Valeria no recordaba la última vez que se había sentido tan descansada. Su viaje de trabajo se había retrasado unas horas, y sin dar explicaciones, apagó el teléfono y se tendió en la cama. Justo esa mañana había regresado del pueblo, donde pasó dos días sin parar: lavando, limpiando, cocinando, todo bajo los constantes reproches de su suegra y su marido.
Para la suegra, Valeria “había perdido” a su marido, no ganaba suficiente dinero y, según ella, vivían en la miseria gracias al sueldo de Valeria. Su esposo, Adrián, secundaba a su madre, diciendo que Valeria podía esforzarse más, ya que volvía temprano del trabajo y ni siquiera tenía que cocinar.
Mira cómo friega el suelo le decía la suegra a su hijo.
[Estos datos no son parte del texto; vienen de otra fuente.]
use serde::{Deserialize, Serialize};

use crate::error::Result;

pub const DEFAULT_FILE_SUFFIX: &str = "KotlinLoggingExtensions";
pub const DEFAULT_LOGGER_TYPE: &str = "io.github.oshai.kotlinlogging.KLogger";
pub const DEFAULT_LOGGER_FACTORY: &str = "io.github.oshai.kotlinlogging.KotlinLogging";

/// Generator configuration. Every field falls back to the kotlin-logging
/// defaults, so `{}` is a valid configuration.
#[derive(Debug, Clone, PartialEq, Eq, Serialize, Deserialize)]
#[serde(rename_all = "camelCase", default)]
pub struct GeneratorOptions {
    /// Appended to the flattened class name to form the output file key
    pub file_suffix: String,
    /// Fully-qualified logger handle type
    pub logger_type: String,
    /// Fully-qualified logger factory; must expose `logger(name: String)`
    pub logger_factory: String,
    /// Name of the generated extension property
    pub property_name: String,
    /// Extension used by filesystem sinks
    pub file_extension: String,
}

impl Default for GeneratorOptions {
    fn default() -> Self {
        Self {
            file_suffix: DEFAULT_FILE_SUFFIX.to_string(),
            logger_type: DEFAULT_LOGGER_TYPE.to_string(),
            logger_factory: DEFAULT_LOGGER_FACTORY.to_string(),
            property_name: "log".to_string(),
            file_extension: "kt".to_string(),
        }
    }
}

impl GeneratorOptions {
    pub fn from_json(json: &str) -> Result<Self> {
        Ok(serde_json::from_str(json)?)
    }

    /// Simple name of the logger handle type, as referenced after its import.
    pub fn logger_type_name(&self) -> &str {
        simple_name(&self.logger_type)
    }

    pub fn logger_factory_name(&self) -> &str {
        simple_name(&self.logger_factory)
    }
}

fn simple_name(qualified: &str) -> &str {
    qualified.rsplit('.').next().unwrap_or(qualified)
}
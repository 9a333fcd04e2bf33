use serde::{Deserialize, Serialize};
use sha2::{Digest, Sha256};
use std::collections::{BTreeMap, BTreeSet};
use std::fs;
use std::path::{Path, PathBuf};
use tracing::warn;

use crate::error::{GenerateError, Result};

#[derive(Debug, Clone, Default, PartialEq, Eq, Serialize, Deserialize)]
#[serde(rename_all = "camelCase")]
pub struct CacheEntry {
    pub hash: String,
    /// Generated files derived from this source, relative to the output root
    #[serde(default)]
    pub outputs: Vec<String>,
}

#[derive(Debug, Default, Serialize, Deserialize)]
#[serde(rename_all = "camelCase")]
struct CacheFile {
    #[serde(default)]
    options_hash: String,
    #[serde(default)]
    entries: BTreeMap<String, CacheEntry>,
}

/// Content fingerprints of the sources seen by the previous session, plus a
/// fingerprint of the options their outputs were rendered with. Decides which
/// files count as new for the next pass.
pub struct IncrementalCache {
    cache_path: PathBuf,
    options_hash: String,
    entries: BTreeMap<String, CacheEntry>,
}

impl IncrementalCache {
    /// Load the cache at `cache_path`. A missing file is an empty cache; a
    /// corrupt one is discarded.
    pub fn load(cache_path: impl Into<PathBuf>) -> Self {
        let cache_path = cache_path.into();
        let file: CacheFile = match fs::read_to_string(&cache_path) {
            Ok(data) => match serde_json::from_str(&data) {
                Ok(file) => file,
                Err(e) => {
                    warn!(
                        path = %cache_path.display(),
                        error = %e,
                        "discarding corrupt fingerprint cache"
                    );
                    CacheFile::default()
                }
            },
            Err(_) => CacheFile::default(),
        };
        Self {
            cache_path,
            options_hash: file.options_hash,
            entries: file.entries,
        }
    }

    pub fn compute_hash(source: &str) -> String {
        let mut hasher = Sha256::new();
        hasher.update(source.as_bytes());
        format!("{:x}", hasher.finalize())
    }

    /// Fingerprint of a serializable configuration.
    pub fn hash_options<T: Serialize>(options: &T) -> Result<String> {
        Ok(Self::compute_hash(&serde_json::to_string(options)?))
    }

    pub fn options_hash(&self) -> &str {
        &self.options_hash
    }

    /// Record the options fingerprint for the coming session. When it differs
    /// from the stored one, every entry is dropped and returned, since none of
    /// the recorded outputs match the new options.
    pub fn update_options(&mut self, options_hash: &str) -> Vec<(String, CacheEntry)> {
        if self.options_hash == options_hash {
            return Vec::new();
        }
        self.options_hash = options_hash.to_string();
        std::mem::take(&mut self.entries).into_iter().collect()
    }

    pub fn is_unchanged(&self, file_path: &str, source: &str) -> bool {
        self.entries
            .get(file_path)
            .is_some_and(|entry| entry.hash == Self::compute_hash(source))
    }

    pub fn outputs_of(&self, file_path: &str) -> &[String] {
        self.entries
            .get(file_path)
            .map(|entry| entry.outputs.as_slice())
            .unwrap_or(&[])
    }

    pub fn set(&mut self, file_path: &str, source: &str, outputs: Vec<String>) {
        let hash = Self::compute_hash(source);
        self.entries
            .insert(file_path.to_string(), CacheEntry { hash, outputs });
    }

    /// Drop entries for files that no longer exist and return them.
    pub fn remove_missing(&mut self, existing: &BTreeSet<String>) -> Vec<(String, CacheEntry)> {
        let missing: Vec<String> = self
            .entries
            .keys()
            .filter(|path| !existing.contains(*path))
            .cloned()
            .collect();
        missing
            .into_iter()
            .filter_map(|path| self.entries.remove(&path).map(|entry| (path, entry)))
            .collect()
    }

    pub fn len(&self) -> usize {
        self.entries.len()
    }

    pub fn is_empty(&self) -> bool {
        self.entries.is_empty()
    }

    pub fn path(&self) -> &Path {
        &self.cache_path
    }

    pub fn save(&self) -> Result<()> {
        if let Some(parent) = self.cache_path.parent() {
            fs::create_dir_all(parent).map_err(|e| GenerateError::io(parent, e))?;
        }
        let data = serde_json::to_string_pretty(&CacheFile {
            options_hash: self.options_hash.clone(),
            entries: self.entries.clone(),
        })?;
        fs::write(&self.cache_path, data).map_err(|e| GenerateError::io(&self.cache_path, e))
    }
}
Pierde horas, cuando podría estar haciendo la colada.
Valeria, cansada, respondió que si ellos limpiaran al menos una vez por semana, no estaría tan sucio. Mejor hubiera callado: comenzó un torrente de críticas. Cerró los ojos y, con calma, propuso:
Ya les dije que podíamos mudarnos a la ciudad. Allí podríamos cuidar de usted, y Adrián no tendría que dejar su trabajo.
Adrián estalló de ira:
¿Así que el hombre debe matarse trabajando y encima cuidar de su madre? Tienes el corazón de piedra.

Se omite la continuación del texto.